The deceased, Ahmed Ebrahim Malani, held a life policy with Old Mutual valued at R5 million. In September 1995, the policy was ceded to Nedbank as collateral security. On 27 May 2006, the deceased nominated Ms Jayanthri Naidoo as the sole beneficiary. On 28 March 2008, a meeting was held at the offices of Mr Sangham (an attorney and business partner of the deceased) attended by Mr Bangaru (member of the respondent insurance brokerage), Mr Ally Malani (the deceased's brother), and Mr Sangham. The appellants claimed that a beneficiary appointment form signed by the deceased, nominating them (his children) as beneficiaries, was handed to Mr Bangaru at this meeting. Mr Bangaru denied receiving the form. On 31 March 2008, Mr Bangaru requested copies of the cession forms from Old Mutual but made no mention of any beneficiary change. Mr Bangaru testified that on 2 April 2008, the deceased's brother and sister visited requesting a beneficiary change, which he refused without written instruction from the deceased. He wrote to the deceased on 9 April 2008 seeking clarification. The deceased died on 3 December 2009, and the full policy proceeds of R5 million were paid to Ms Naidoo on 28 December 2009. The appellants, as disappointed beneficiaries, sued the respondent for damages based on alleged negligent failure to submit the beneficiary change form to Old Mutual.

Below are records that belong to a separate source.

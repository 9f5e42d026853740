//! Session creation with defensive cleanup.
//!
//! A broker is started as a detached `tetherd` process. Creation counts as
//! successful only once its socket answers a handshake naming the requested
//! session. On any failure the spawned process is stopped and reaped, its
//! socket is removed, and no registry entry is written.

use std::path::{Path, PathBuf};
use std::process::Stdio;
use std::sync::Arc;
use std::time::Duration;

use nix::errno::Errno;
use nix::sys::signal::{self, Signal};
use nix::unistd::Pid;
use tether_core::naming::{self, validate_id};
use tether_core::{RegistryEntry, SessionRegistry, TetherError, TetherResult};
use tokio::process::{Child, Command};
use tokio::time;
use tracing::{debug, error, info, warn};

use crate::client::{BrokerClient, ConnectConfig};
use crate::probe::{probe, Liveness};

const POLL_INTERVAL: Duration = Duration::from_millis(50);
/// Covers the broker's own terminate-then-kill of its process.
const TERM_WAIT: Duration = Duration::from_secs(5);
const KILL_WAIT: Duration = Duration::from_secs(2);

#[derive(Debug, Clone)]
pub struct LauncherConfig {
    /// Broker executable, `tetherd` on `$PATH` by default.
    pub broker_program: PathBuf,
    pub socket_dir: PathBuf,
    /// Passed to the broker so it can drop its own entry on shutdown.
    pub registry_dir: Option<PathBuf>,
    /// Budget for spawn + socket + handshake.
    pub create_timeout: Duration,
}

impl LauncherConfig {
    pub fn new(socket_dir: PathBuf) -> Self {
        Self {
            broker_program: PathBuf::from("tetherd"),
            socket_dir,
            registry_dir: None,
            create_timeout: Duration::from_secs(10),
        }
    }
}

/// What to start.
#[derive(Debug, Clone, Default)]
pub struct CreateRequest {
    /// Generated when absent.
    pub session_id: Option<String>,
    pub scope_key: String,
    /// Program and arguments; the broker falls back to `$SHELL` when empty.
    pub command: Vec<String>,
    pub cwd: Option<PathBuf>,
    pub env: Vec<(String, String)>,
    pub rows: Option<u16>,
    pub cols: Option<u16>,
}

pub struct SessionLauncher {
    config: LauncherConfig,
    registry: Arc<dyn SessionRegistry>,
}

impl SessionLauncher {
    pub fn new(config: LauncherConfig, registry: Arc<dyn SessionRegistry>) -> Self {
        Self { config, registry }
    }

    /// Start a broker and register it. Leaves nothing behind on failure.
    pub async fn create(&self, request: CreateRequest) -> TetherResult<RegistryEntry> {
        let session_id = request
            .session_id
            .clone()
            .unwrap_or_else(naming::generate_session_id);
        validate_id("session id", &session_id)?;
        validate_id("scope key", &request.scope_key)?;

        if let Some(existing) = self.registry.lookup(&session_id, &request.scope_key)? {
            if probe(&existing.socket_path, Duration::from_secs(1)).await != Liveness::Dead {
                return Err(TetherError::Other(format!(
                    "session `{session_id}` (scope `{}`) is already running at {}",
                    request.scope_key,
                    existing.socket_path.display()
                )));
            }
        }

        let dir = &self.config.socket_dir;
        std::fs::create_dir_all(dir)?;
        {
            use std::os::unix::fs::PermissionsExt;
            std::fs::set_permissions(dir, std::fs::Permissions::from_mode(0o700)).ok();
        }

        let marker = naming::marker_path(dir, &session_id, &request.scope_key);
        std::fs::write(&marker, std::process::id().to_string())?;
        let result = self.launch(&session_id, &request).await;
        if let Err(e) = std::fs::remove_file(&marker) {
            warn!(path = %marker.display(), error = %e, "failed to remove creation marker");
        }
        result
    }

    async fn launch(&self, session_id: &str, request: &CreateRequest) -> TetherResult<RegistryEntry> {
        let mut cmd = self.broker_command(session_id, request);
        let mut child = cmd
            .spawn()
            .map_err(|e| TetherError::Spawn(format!("{}: {e}", self.config.broker_program.display())))?;
        let Some(pid) = child.id() else {
            let _ = child.wait().await;
            return Err(TetherError::Spawn("broker exited immediately".into()));
        };
        let socket = naming::socket_path(&self.config.socket_dir, session_id, &request.scope_key, pid);
        debug!(session_id, pid, socket = %socket.display(), "broker spawned, waiting for socket");

        let ready = time::timeout(
            self.config.create_timeout,
            wait_ready(&mut child, &socket, session_id, &request.scope_key),
        )
        .await
        .unwrap_or(Err(TetherError::Timeout("broker readiness")));

        if let Err(e) = ready {
            error!(session_id, pid, error = %e, "session creation failed, cleaning up");
            discard(&mut child, pid, &socket).await;
            return Err(e);
        }

        let entry = RegistryEntry::new(session_id, &request.scope_key, socket.clone(), Some(pid));
        if let Err(e) = self.registry.put(&entry) {
            error!(session_id, error = %e, "failed to register session, cleaning up");
            discard(&mut child, pid, &socket).await;
            return Err(e);
        }
        info!(session_id, scope_key = %request.scope_key, pid, "session created");
        Ok(entry)
    }

    fn broker_command(&self, session_id: &str, request: &CreateRequest) -> Command {
        let mut cmd = Command::new(&self.config.broker_program);
        cmd.arg("--session-id")
            .arg(session_id)
            .arg("--scope")
            .arg(&request.scope_key)
            .arg("--socket-dir")
            .arg(&self.config.socket_dir);
        if let Some(dir) = &self.config.registry_dir {
            cmd.arg("--registry-dir").arg(dir);
        }
        if let Some(cwd) = &request.cwd {
            cmd.arg("--cwd").arg(cwd);
        }
        if let Some(rows) = request.rows {
            cmd.arg("--rows").arg(rows.to_string());
        }
        if let Some(cols) = request.cols {
            cmd.arg("--cols").arg(cols.to_string());
        }
        for (key, value) in &request.env {
            cmd.arg("--env").arg(format!("{key}={value}"));
        }
        if !request.command.is_empty() {
            cmd.arg("--").args(&request.command);
        }
        // Detached from our terminal: no shared stdio, own process group.
        cmd.stdin(Stdio::null())
            .stdout(Stdio::null())
            .stderr(Stdio::null())
            .process_group(0)
            .kill_on_drop(false);
        cmd
    }
}

/// Poll until the socket completes a handshake for the right session.
async fn wait_ready(child: &mut Child, socket: &Path, session_id: &str, scope_key: &str) -> TetherResult<()> {
    loop {
        if let Some(status) = child.try_wait()? {
            return Err(TetherError::Spawn(format!(
                "broker exited with {status} before becoming ready"
            )));
        }
        if socket.exists() {
            match BrokerClient::connect(socket, ConnectConfig::viewer()).await {
                Ok(attachment) => {
                    let welcome = &attachment.welcome;
                    if welcome.session_id != session_id || welcome.scope_key != scope_key {
                        return Err(TetherError::Handshake(format!(
                            "socket answered for session `{}` (scope `{}`)",
                            welcome.session_id, welcome.scope_key
                        )));
                    }
                    return Ok(());
                }
                // Bound but not yet accepting.
                Err(TetherError::Unreachable { .. }) => {}
                Err(e) => return Err(e),
            }
        }
        time::sleep(POLL_INTERVAL).await;
    }
}

/// Stop and reap `child`, confirm it is gone, and remove its socket.
///
/// SIGTERM comes first so a broker that got as far as starting its process
/// can take it down with it. SIGKILL follows only if that does not work.
async fn discard(child: &mut Child, pid: u32, socket: &Path) {
    if let Err(e) = signal::kill(Pid::from_raw(pid as i32), Signal::SIGTERM) {
        debug!(pid, error = %e, "SIGTERM failed (already exited?)");
    }
    match time::timeout(TERM_WAIT, child.wait()).await {
        Ok(Ok(status)) => debug!(pid, %status, "broker exited after SIGTERM"),
        Ok(Err(e)) => warn!(pid, error = %e, "failed to reap broker"),
        Err(_) => {
            warn!(pid, "broker ignored SIGTERM, killing");
            if let Err(e) = child.start_kill() {
                debug!(pid, error = %e, "kill failed (already exited?)");
            }
            match time::timeout(KILL_WAIT, child.wait()).await {
                Ok(Ok(status)) => debug!(pid, %status, "broker reaped"),
                Ok(Err(e)) => warn!(pid, error = %e, "failed to reap broker"),
                Err(_) => warn!(pid, "broker did not exit after SIGKILL"),
            }
        }
    }
    if is_process_alive(pid) {
        error!(pid, "broker still alive after cleanup");
    }
    match std::fs::remove_file(socket) {
        Ok(()) => debug!(path = %socket.display(), "socket removed"),
        Err(e) if e.kind() == std::io::ErrorKind::NotFound => {}
        Err(e) => warn!(path = %socket.display(), error = %e, "failed to remove socket"),
    }
}

/// Signal 0 probe. A reaped pid reports `ESRCH`.
pub fn is_process_alive(pid: u32) -> bool {
    match signal::kill(Pid::from_raw(pid as i32), None) {
        Ok(()) => true,
        Err(Errno::ESRCH) => false,
        // Exists but belongs to someone else.
        Err(_) => true,
    }
}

The appeal was dismissed with costs.
To succeed in a delictual claim for pure economic loss based on an omission, particularly against an insurance broker, the claimant must establish: (1) the existence of a duty of care owed by the defendant to the claimant; (2) that the defendant was instructed to perform a specific act; (3) that the defendant negligently failed to perform that act; (4) that the defendant's conduct or omission caused the claimant's loss; and (5) the quantum of damages. Where the claim is based on an alleged failure to submit documents to an insurer, the claimant must prove on a balance of probabilities that the documents were actually provided to the broker with instructions to submit them. The court will evaluate the probabilities based on objective evidence, the subsequent conduct of the parties, and the credibility of witnesses. Where the evidence shows improbabilities and contradictions in the claimant's case, and where the objective evidence supports the defendant's version, the claimant will fail to discharge the onus of proof.

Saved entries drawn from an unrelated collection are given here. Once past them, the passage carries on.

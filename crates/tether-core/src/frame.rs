//! Frame types and typed payloads for the broker protocol.
//!
//! Structured payloads are CBOR maps. `DATA` and `REPLAY` carry raw
//! terminal bytes which are never interpreted.

use std::collections::HashMap;
use std::io::Cursor;

use serde::{Deserialize, Serialize};

use crate::error::{TetherError, TetherResult};

/// Numeric frame type tags.
#[derive(Debug, Clone, Copy, PartialEq, Eq, Hash)]
#[repr(u8)]
pub enum FrameType {
    Hello = 0x01,
    Welcome = 0x02,
    Replay = 0x03,
    Data = 0x04,
    Resize = 0x05,
    Exit = 0x06,
    Signal = 0x07,
    Spawn = 0x08,
}

impl From<FrameType> for u8 {
    fn from(t: FrameType) -> u8 {
        t as u8
    }
}

impl TryFrom<u8> for FrameType {
    type Error = TetherError;
    fn try_from(v: u8) -> Result<Self, TetherError> {
        match v {
            0x01 => Ok(Self::Hello),
            0x02 => Ok(Self::Welcome),
            0x03 => Ok(Self::Replay),
            0x04 => Ok(Self::Data),
            0x05 => Ok(Self::Resize),
            0x06 => Ok(Self::Exit),
            0x07 => Ok(Self::Signal),
            0x08 => Ok(Self::Spawn),
            _ => Err(TetherError::UnknownFrameType(v)),
        }
    }
}

impl FrameType {
    /// Frames only a controller connection may act on.
    pub fn is_privileged(self) -> bool {
        matches!(self, FrameType::Signal | FrameType::Spawn)
    }
}

/// Protocol version carried in `HELLO`. Only the major number must match.
#[derive(Debug, Clone, Copy, PartialEq, Eq, Serialize, Deserialize)]
pub struct ProtocolVersion {
    pub major: u16,
    pub minor: u16,
}

impl ProtocolVersion {
    pub fn is_compatible_with(&self, other: &ProtocolVersion) -> bool {
        self.major == other.major
    }
}

impl std::fmt::Display for ProtocolVersion {
    fn fmt(&self, f: &mut std::fmt::Formatter<'_>) -> std::fmt::Result {
        write!(f, "{}.{}", self.major, self.minor)
    }
}

pub const PROTOCOL_VERSION: ProtocolVersion = ProtocolVersion { major: 1, minor: 0 };

/// Capability class declared by a connection during the handshake.
#[derive(Debug, Clone, Copy, PartialEq, Eq, Hash, Serialize, Deserialize)]
#[serde(rename_all = "lowercase")]
pub enum Capability {
    Controller,
    Viewer,
}

impl std::fmt::Display for Capability {
    fn fmt(&self, f: &mut std::fmt::Formatter<'_>) -> std::fmt::Result {
        match self {
            Capability::Controller => f.write_str("controller"),
            Capability::Viewer => f.write_str("viewer"),
        }
    }
}

/// Signals a controller may deliver to the session's process.
#[derive(Debug, Clone, Copy, PartialEq, Eq, Serialize, Deserialize)]
#[serde(rename_all = "lowercase")]
pub enum SignalKind {
    Interrupt,
    Terminate,
    Kill,
    Hangup,
}

impl std::str::FromStr for SignalKind {
    type Err = TetherError;

    fn from_str(s: &str) -> Result<Self, Self::Err> {
        match s.to_ascii_lowercase().as_str() {
            "interrupt" | "int" | "sigint" => Ok(SignalKind::Interrupt),
            "terminate" | "term" | "sigterm" => Ok(SignalKind::Terminate),
            "kill" | "sigkill" => Ok(SignalKind::Kill),
            "hangup" | "hup" | "sighup" => Ok(SignalKind::Hangup),
            other => Err(TetherError::Other(format!("unknown signal: {other}"))),
        }
    }
}

// ── Payloads ──────────────────────────────────────────────────────────

#[derive(Debug, Clone, PartialEq, Serialize, Deserialize)]
pub struct HelloPayload {
    pub version: ProtocolVersion,
    pub capability: Capability,
    #[serde(default, skip_serializing_if = "Option::is_none")]
    pub client: Option<String>,
}

#[derive(Debug, Clone, PartialEq, Serialize, Deserialize)]
pub struct WelcomePayload {
    pub session_id: String,
    pub scope_key: String,
    pub connection_id: u64,
    pub rows: u16,
    pub cols: u16,
}

#[derive(Debug, Clone, Copy, PartialEq, Eq, Serialize, Deserialize)]
pub struct ResizePayload {
    pub rows: u16,
    pub cols: u16,
}

#[derive(Debug, Clone, Copy, PartialEq, Eq, Serialize, Deserialize)]
pub struct ExitPayload {
    #[serde(default)]
    pub code: Option<i32>,
}

#[derive(Debug, Clone, Copy, PartialEq, Eq, Serialize, Deserialize)]
pub struct SignalPayload {
    pub kind: SignalKind,
}

#[derive(Debug, Clone, PartialEq, Serialize, Deserialize)]
pub struct SpawnPayload {
    pub command: String,
    #[serde(default)]
    pub args: Vec<String>,
    #[serde(default)]
    pub env: HashMap<String, String>,
    #[serde(default, skip_serializing_if = "Option::is_none")]
    pub cwd: Option<String>,
}

/// A frame as it arrives off the wire: validated tag, undecoded payload.
#[derive(Debug, Clone, PartialEq, Eq)]
pub struct RawFrame {
    pub kind: FrameType,
    pub payload: Vec<u8>,
}

/// A fully decoded frame.
#[derive(Debug, Clone, PartialEq)]
pub enum Frame {
    Hello(HelloPayload),
    Welcome(WelcomePayload),
    Replay(Vec<u8>),
    Data(Vec<u8>),
    Resize(ResizePayload),
    Exit(ExitPayload),
    Signal(SignalPayload),
    Spawn(SpawnPayload),
}

impl Frame {
    pub fn kind(&self) -> FrameType {
        match self {
            Frame::Hello(_) => FrameType::Hello,
            Frame::Welcome(_) => FrameType::Welcome,
            Frame::Replay(_) => FrameType::Replay,
            Frame::Data(_) => FrameType::Data,
            Frame::Resize(_) => FrameType::Resize,
            Frame::Exit(_) => FrameType::Exit,
            Frame::Signal(_) => FrameType::Signal,
            Frame::Spawn(_) => FrameType::Spawn,
        }
    }

    /// Serialize the payload portion of this frame (no header).
    pub fn payload_bytes(&self) -> TetherResult<Vec<u8>> {
        match self {
            Frame::Hello(p) => cbor_encode(p),
            Frame::Welcome(p) => cbor_encode(p),
            Frame::Replay(bytes) | Frame::Data(bytes) => Ok(bytes.clone()),
            Frame::Resize(p) => cbor_encode(p),
            Frame::Exit(p) => cbor_encode(p),
            Frame::Signal(p) => cbor_encode(p),
            Frame::Spawn(p) => cbor_encode(p),
        }
    }

    /// Decode a raw frame's payload according to its tag.
    pub fn decode(raw: RawFrame) -> TetherResult<Frame> {
        let RawFrame { kind, payload } = raw;
        Ok(match kind {
            FrameType::Hello => Frame::Hello(cbor_decode(&payload)?),
            FrameType::Welcome => Frame::Welcome(cbor_decode(&payload)?),
            FrameType::Replay => Frame::Replay(payload),
            FrameType::Data => Frame::Data(payload),
            FrameType::Resize => Frame::Resize(cbor_decode(&payload)?),
            FrameType::Exit => Frame::Exit(cbor_decode(&payload)?),
            FrameType::Signal => Frame::Signal(cbor_decode(&payload)?),
            FrameType::Spawn => Frame::Spawn(cbor_decode(&payload)?),
        })
    }

    pub fn hello(capability: Capability) -> Frame {
        Frame::Hello(HelloPayload {
            version: PROTOCOL_VERSION,
            capability,
            client: Some(format!("tether/{}", env!("CARGO_PKG_VERSION"))),
        })
    }

    pub fn resize(rows: u16, cols: u16) -> Frame {
        Frame::Resize(ResizePayload { rows, cols })
    }

    pub fn exit(code: Option<i32>) -> Frame {
        Frame::Exit(ExitPayload { code })
    }

    pub fn signal(kind: SignalKind) -> Frame {
        Frame::Signal(SignalPayload { kind })
    }
}

/// Encode a serializable value as a bare CBOR payload.
pub fn cbor_encode<T: Serialize>(value: &T) -> TetherResult<Vec<u8>> {
    let mut payload = Vec::new();
    ciborium::into_writer(value, &mut payload)?;
    Ok(payload)
}

/// Decode a bare CBOR payload into a typed value.
pub fn cbor_decode<T: serde::de::DeserializeOwned>(data: &[u8]) -> TetherResult<T> {
    let value: T = ciborium::from_reader(Cursor::new(data))?;
    Ok(value)
}

#[cfg(test)]
mod tests {
    use super::*;

    #[test]
    fn frame_type_tags_are_stable() {
        for tag in 0x01u8..=0x08 {
            let t = FrameType::try_from(tag).unwrap();
            assert_eq!(u8::from(t), tag);
        }
        assert!(matches!(
            FrameType::try_from(0x42),
            Err(TetherError::UnknownFrameType(0x42))
        ));
    }

    #[test]
    fn only_signal_and_spawn_are_privileged() {
        assert!(FrameType::Signal.is_privileged());
        assert!(FrameType::Spawn.is_privileged());
        assert!(!FrameType::Data.is_privileged());
        assert!(!FrameType::Resize.is_privileged());
    }

    #[test]
    fn hello_payload_decodes() {
        let frame = Frame::hello(Capability::Viewer);
        let raw = RawFrame {
            kind: frame.kind(),
            payload: frame.payload_bytes().unwrap(),
        };
        match Frame::decode(raw).unwrap() {
            Frame::Hello(h) => {
                assert_eq!(h.capability, Capability::Viewer);
                assert_eq!(h.version, PROTOCOL_VERSION);
            }
            other => panic!("unexpected frame: {other:?}"),
        }
    }

    #[test]
    fn data_payload_is_opaque() {
        let bytes = vec![0x1b, b'[', b'2', b'J', 0xff, 0x00];
        let frame = Frame::Data(bytes.clone());
        assert_eq!(frame.payload_bytes().unwrap(), bytes);
    }

    #[test]
    fn garbage_hello_is_a_codec_error() {
        let raw = RawFrame {
            kind: FrameType::Hello,
            payload: vec![0xff, 0xfe, 0x00],
        };
        assert!(matches!(Frame::decode(raw), Err(TetherError::Codec(_))));
    }

    #[test]
    fn minor_versions_are_compatible() {
        let a = ProtocolVersion { major: 1, minor: 0 };
        let b = ProtocolVersion { major: 1, minor: 7 };
        let c = ProtocolVersion { major: 2, minor: 0 };
        assert!(a.is_compatible_with(&b));
        assert!(!a.is_compatible_with(&c));
    }

    #[test]
    fn signal_kind_parses_aliases() {
        assert_eq!("INT".parse::<SignalKind>().unwrap(), SignalKind::Interrupt);
        assert_eq!("sigterm".parse::<SignalKind>().unwrap(), SignalKind::Terminate);
        assert!("usr1".parse::<SignalKind>().is_err());
    }
}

The high court had considered whether, assuming negligence was established, the beneficiary nomination form should be given effect as reflecting the true wishes of the insured, irrespective of whether the insurer's contractual requirements (that the nomination be in writing and received by the insurer) were complied with. The high court was of the view that the true wishes of the insured should not be defeated by a contractual provision inserted for the benefit of the insured, and reasoned that on this basis, the appellants' primary claim should have been against Ms Naidoo, with any claim against the respondent limited to any shortfall not recovered from her. However, the Supreme Court of Appeal declined to address these issues, noting that they were interesting from a legal perspective but did not arise unless it was first shown that Mr Bangaru was actually given the beneficiary nomination form with instructions to submit it. The court preferred to deal with the factual dispute first, as this was dispositive of the matter.
This case is significant in South African delictual law as it demonstrates the strict requirements for establishing a claim for pure economic loss based on an omission. It emphasizes that in negligence claims against insurance brokers, the claimant must prove: (1) the existence of a duty of care; (2) breach of that duty; (3) causation; and (4) damages and quantum. The case illustrates the importance of factual proof in establishing that instructions were actually given to an intermediary, particularly where the alleged negligence consists of an omission rather than a positive act. The judgment highlights the court's approach to evaluating the probabilities and credibility of evidence, including consideration of objective documentary evidence, the conduct of parties after the alleged instructions, and inherent improbabilities in witness testimony. It reinforces the principle that disappointed beneficiaries cannot succeed in a claim against an insurance broker based on alleged failure to submit beneficiary change forms unless they can prove on a balance of probabilities that such forms were actually provided with proper instructions.